● **THE PROBLEM**
Look through the material below and copy exactly the lines from the line with "body. Bodies that" to the line with "an endpoint URL", those two lines included.

● **INPUT FOR THIS TASK**
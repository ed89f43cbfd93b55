//! HTTP client for the resolution service.
//!
//! Three endpoints matter: `/uploads` grants presigned upload tickets,
//! `/results` lists objects under a prefix, and `/artifacts` answers
//! whether a specific key is retrievable (404 simply means "not yet").

use std::time::Duration;

use async_trait::async_trait;
use chrono::{DateTime, Utc};
use serde::Deserialize;
use tracing::debug;

use super::{ResultStore, StoreError, UploadTicket};
use crate::domain::{Candidate, ResolvedArtifact};

/// Client for the resolution service API
#[derive(Debug, Clone)]
pub struct ServiceClient {
    /// Base URL, no trailing slash
    base_url: String,
    /// HTTP client
    client: reqwest::Client,
}

/// Response from POST /uploads
#[derive(Debug, Deserialize)]
#[serde(rename_all = "camelCase")]
struct TicketResponse {
    presigned_url: String,
    s3_key: String,
    bucket: String,
}

/// Response from GET /results. `objects` is required; a 2xx body
/// without it is a malformed response, not an empty listing.
#[derive(Debug, Deserialize)]
struct ListingResponse {
    objects: Vec<serde_json::Value>,
}

/// One listing entry; decoded per-object so a bad entry cannot
/// poison the whole round
#[derive(Debug, Deserialize)]
#[serde(rename_all = "camelCase")]
struct ObjectEntry {
    key: String,
    last_modified: String,
}

/// Response from GET /artifacts
#[derive(Debug, Deserialize)]
#[serde(rename_all = "camelCase")]
struct ArtifactResponse {
    key: String,
    #[serde(default)]
    download_url: Option<String>,
}

/// Error body the service sends on failures
#[derive(Debug, Deserialize)]
struct ErrorBody {
    error: String,
}

/// Pull the service's error message out of a failure body. Bodies that
/// are not the service's `{"error": ...}` shape pass through as-is.
fn error_message(body: &str) -> String {
    if let Ok(err) = serde_json::from_str::<ErrorBody>(body) {
        return err.error;
    }
    let trimmed = body.trim();
    if trimmed.is_empty() {
        "no error detail".to_string()
    } else {
        trimmed.to_string()
    }
}

/// Decode one listing object; a bad entry is dropped, not the round.
fn decode_entry(object: serde_json::Value) -> Option<Candidate> {
    let entry: ObjectEntry = match serde_json::from_value(object) {
        Ok(entry) => entry,
        Err(err) => {
            debug!(error = %err, "skipping undecodable listing entry");
            return None;
        }
    };
    match DateTime::parse_from_rfc3339(&entry.last_modified) {
        Ok(ts) => Some(Candidate::new(entry.key, ts.with_timezone(&Utc))),
        Err(err) => {
            debug!(key = %entry.key, error = %err, "skipping entry with bad timestamp");
            None
        }
    }
}

impl ServiceClient {
    /// Create a client for the service at `base_url`
    pub fn new(base_url: impl Into<String>, timeout: Duration) -> Result<Self, StoreError> {
        let client = reqwest::Client::builder().timeout(timeout).build()?;
        Ok(Self {
            base_url: base_url.into().trim_end_matches('/').to_string(),
            client,
        })
    }

    /// Build an endpoint URL
    fn endpoint(&self, path: &str) -> String {
        format!("{}/{}", self.base_url, path.trim_start_matches('/'))
    }

    /// Turn a non-success response into [`StoreError::Api`].
    async fn api_error(response: reqwest::Response) -> StoreError {
        let status = response.status().as_u16();
        let body = response.text().await.unwrap_or_default();
        StoreError::Api {
            status,
            message: error_message(&body),
        }
    }

    /// Request a presigned upload ticket for a new file.
    pub async fn request_upload_ticket(
        &self,
        file_name: &str,
        content_type: &str,
    ) -> Result<UploadTicket, StoreError> {
        let response = self
            .client
            .post(self.endpoint("uploads"))
            .json(&serde_json::json!({
                "fileName": file_name,
                "contentType": content_type,
            }))
            .send()
            .await?;

        if !response.status().is_success() {
            return Err(Self::api_error(response).await);
        }

        let ticket: TicketResponse = serde_json::from_str(&response.text().await?)?;
        Ok(UploadTicket {
            presigned_url: ticket.presigned_url,
            s3_key: ticket.s3_key,
            bucket: ticket.bucket,
        })
    }

    /// Fetch the body behind a download URL as text.
    pub async fn fetch_document(&self, url: &str) -> Result<String, StoreError> {
        let response = self.client.get(url).send().await?;
        if !response.status().is_success() {
            return Err(Self::api_error(response).await);
        }
        Ok(response.text().await?)
    }
}

#[async_trait]
impl ResultStore for ServiceClient {
    async fn list_candidates(
        &self,
        prefix: &str,
        max_results: u32,
    ) -> Result<Vec<Candidate>, StoreError> {
        let response = self
            .client
            .get(self.endpoint("results"))
            .query(&[("prefix", prefix), ("maxResults", &max_results.to_string())])
            .send()
            .await?;

        if !response.status().is_success() {
            return Err(Self::api_error(response).await);
        }

        let listing: ListingResponse = serde_json::from_str(&response.text().await?)?;
        Ok(listing.objects.into_iter().filter_map(decode_entry).collect())
    }

    async fn probe(&self, key: &str) -> Result<Option<ResolvedArtifact>, StoreError> {
        let response = self
            .client
            .get(self.endpoint("artifacts"))
            .query(&[("key", key)])
            .send()
            .await?;

        if response.status() == reqwest::StatusCode::NOT_FOUND {
            return Ok(None);
        }
        if !response.status().is_success() {
            return Err(Self::api_error(response).await);
        }

        let artifact: ArtifactResponse = serde_json::from_str(&response.text().await?)?;
        Ok(Some(ResolvedArtifact {
            key: artifact.key,
            download_url: artifact.download_url,
        }))
    }
}

#[cfg(test)]
mod tests {
    use super::*;
    use chrono::TimeZone;

    #[test]
    fn test_endpoint_normalizes_slashes() {
        let client =
            ServiceClient::new("https://svc.example.com/api/", Duration::from_secs(5)).unwrap();
        assert_eq!(
            client.endpoint("/results"),
            "https://svc.example.com/api/results"
        );
        assert_eq!(
            client.endpoint("uploads"),
            "https://svc.example.com/api/uploads"
        );
    }

    #[test]
    fn test_malformed_listing_entries_are_dropped() {
        let raw = r#"{
            "objects": [
                {"key": "highlight-videos/good.mp4", "lastModified": "2025-05-17T12:00:00Z"},
                {"lastModified": "2025-05-17T12:05:00Z"},
                {"key": "highlight-videos/bad-ts.mp4", "lastModified": "five past noon"}
            ]
        }"#;
        let listing: ListingResponse = serde_json::from_str(raw).unwrap();
        let candidates: Vec<_> = listing.objects.into_iter().filter_map(decode_entry).collect();

        assert_eq!(candidates.len(), 1);
        assert_eq!(candidates[0].key, "highlight-videos/good.mp4");
        assert_eq!(
            candidates[0].last_modified,
            Utc.with_ymd_and_hms(2025, 5, 17, 12, 0, 0).unwrap()
        );
    }

    #[test]
    fn test_listing_requires_the_objects_field() {
        let empty: ListingResponse = serde_json::from_str(r#"{"objects": []}"#).unwrap();
        assert!(empty.objects.is_empty());

        // An error payload served with a 200 must surface as a decode
        // failure, not read as an empty listing.
        assert!(serde_json::from_str::<ListingResponse>(r#"{"error": "wrong shape"}"#).is_err());
    }

    #[test]
    fn test_error_message_prefers_the_error_field() {
        assert_eq!(
            error_message(r#"{"error": "File name is required"}"#),
            "File name is required"
        );
        assert_eq!(error_message("  gateway timeout  "), "gateway timeout");
        assert_eq!(error_message(""), "no error detail");
    }

    #[test]
    fn test_ticket_decode_shape() {
        let raw = r#"{
            "presignedUrl": "https://bucket.s3.amazonaws.com/put?sig=abc",
            "s3Key": "input-videos/20250517120000-abcd1234-clip.mp4",
            "bucket": "bucket"
        }"#;
        let ticket: TicketResponse = serde_json::from_str(raw).unwrap();
        assert_eq!(ticket.bucket, "bucket");
        assert!(ticket.s3_key.starts_with("input-videos/"));
    }
}
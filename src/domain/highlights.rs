//! View of the producer's highlight documents.
//!
//! The highlight extractor writes JSON of the form
//! `{video_key, transcript_key, timestamp, model_id, highlights}` where
//! `highlights` has been observed as both plain text and structured
//! JSON, depending on the model revision. Parsing is lenient: any field
//! may be missing, and a body that is not this shape at all degrades to
//! a raw preview instead of an error.

use serde::Deserialize;
use serde_json::Value;

/// Parsed highlight document.
#[derive(Debug, Clone, Deserialize)]
pub struct HighlightsDocument {
    #[serde(default)]
    pub video_key: Option<String>,

    #[serde(default)]
    pub transcript_key: Option<String>,

    /// Producer-side generation time (ISO 8601 string, taken verbatim)
    #[serde(default)]
    pub timestamp: Option<String>,

    #[serde(default)]
    pub model_id: Option<String>,

    #[serde(default)]
    pub highlights: Option<Value>,
}

impl HighlightsDocument {
    /// Parse a document body; `None` when the body is not JSON at all.
    pub fn parse(raw: &str) -> Option<Self> {
        serde_json::from_str(raw).ok()
    }

    /// The highlight content as displayable text.
    pub fn highlight_text(&self) -> Option<String> {
        match &self.highlights {
            Some(Value::String(text)) => Some(text.trim().to_string()),
            Some(other) => serde_json::to_string_pretty(other).ok(),
            None => None,
        }
    }
}

/// Best-effort rendering of a fetched artifact body.
///
/// Falls back to the raw body (truncated) when the document does not
/// parse or carries no highlight content.
pub fn render_preview(raw: &str, max_raw_chars: usize) -> String {
    if let Some(text) = HighlightsDocument::parse(raw).and_then(|d| d.highlight_text()) {
        return text;
    }

    let trimmed = raw.trim();
    let mut preview: String = trimmed.chars().take(max_raw_chars).collect();
    if trimmed.chars().count() > max_raw_chars {
        preview.push_str("...");
    }
    preview
}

● **TASK ANSWER**
/// Pull the service's error message out of a failure body. Bodies that
/// are not the service's `{"error": ...}` shape pass through as-is.
fn error_message(body: &str) -> String {
    if let Ok(err) = serde_json::from_str::<ErrorBody>(body) {
        return err.error;
    }
    let trimmed = body.trim();
    if trimmed.is_empty() {
        "no error detail".to_string()
    } else {
        trimmed.to_string()
    }
}

/// Decode one listing object; a bad entry is dropped, not the round.
fn decode_entry(object: serde_json::Value) -> Option<Candidate> {
    let entry: ObjectEntry = match serde_json::from_value(object) {
        Ok(entry) => entry,
        Err(err) => {
            debug!(error = %err, "skipping undecodable listing entry");
            return None;
        }
    };
    match DateTime::parse_from_rfc3339(&entry.last_modified) {
        Ok(ts) => Some(Candidate::new(entry.key, ts.with_timezone(&Utc))),
        Err(err) => {
            debug!(key = %entry.key, error = %err, "skipping entry with bad timestamp");
            None
        }
    }
}

impl ServiceClient {
    /// Create a client for the service at `base_url`
    pub fn new(base_url: impl Into<String>, timeout: Duration) -> Result<Self, StoreError> {
        let client = reqwest::Client::builder().timeout(timeout).build()?;
        Ok(Self {
            base_url: base_url.into().trim_end_matches('/').to_string(),
            client,
        })
    }

    /// Build an endpoint URL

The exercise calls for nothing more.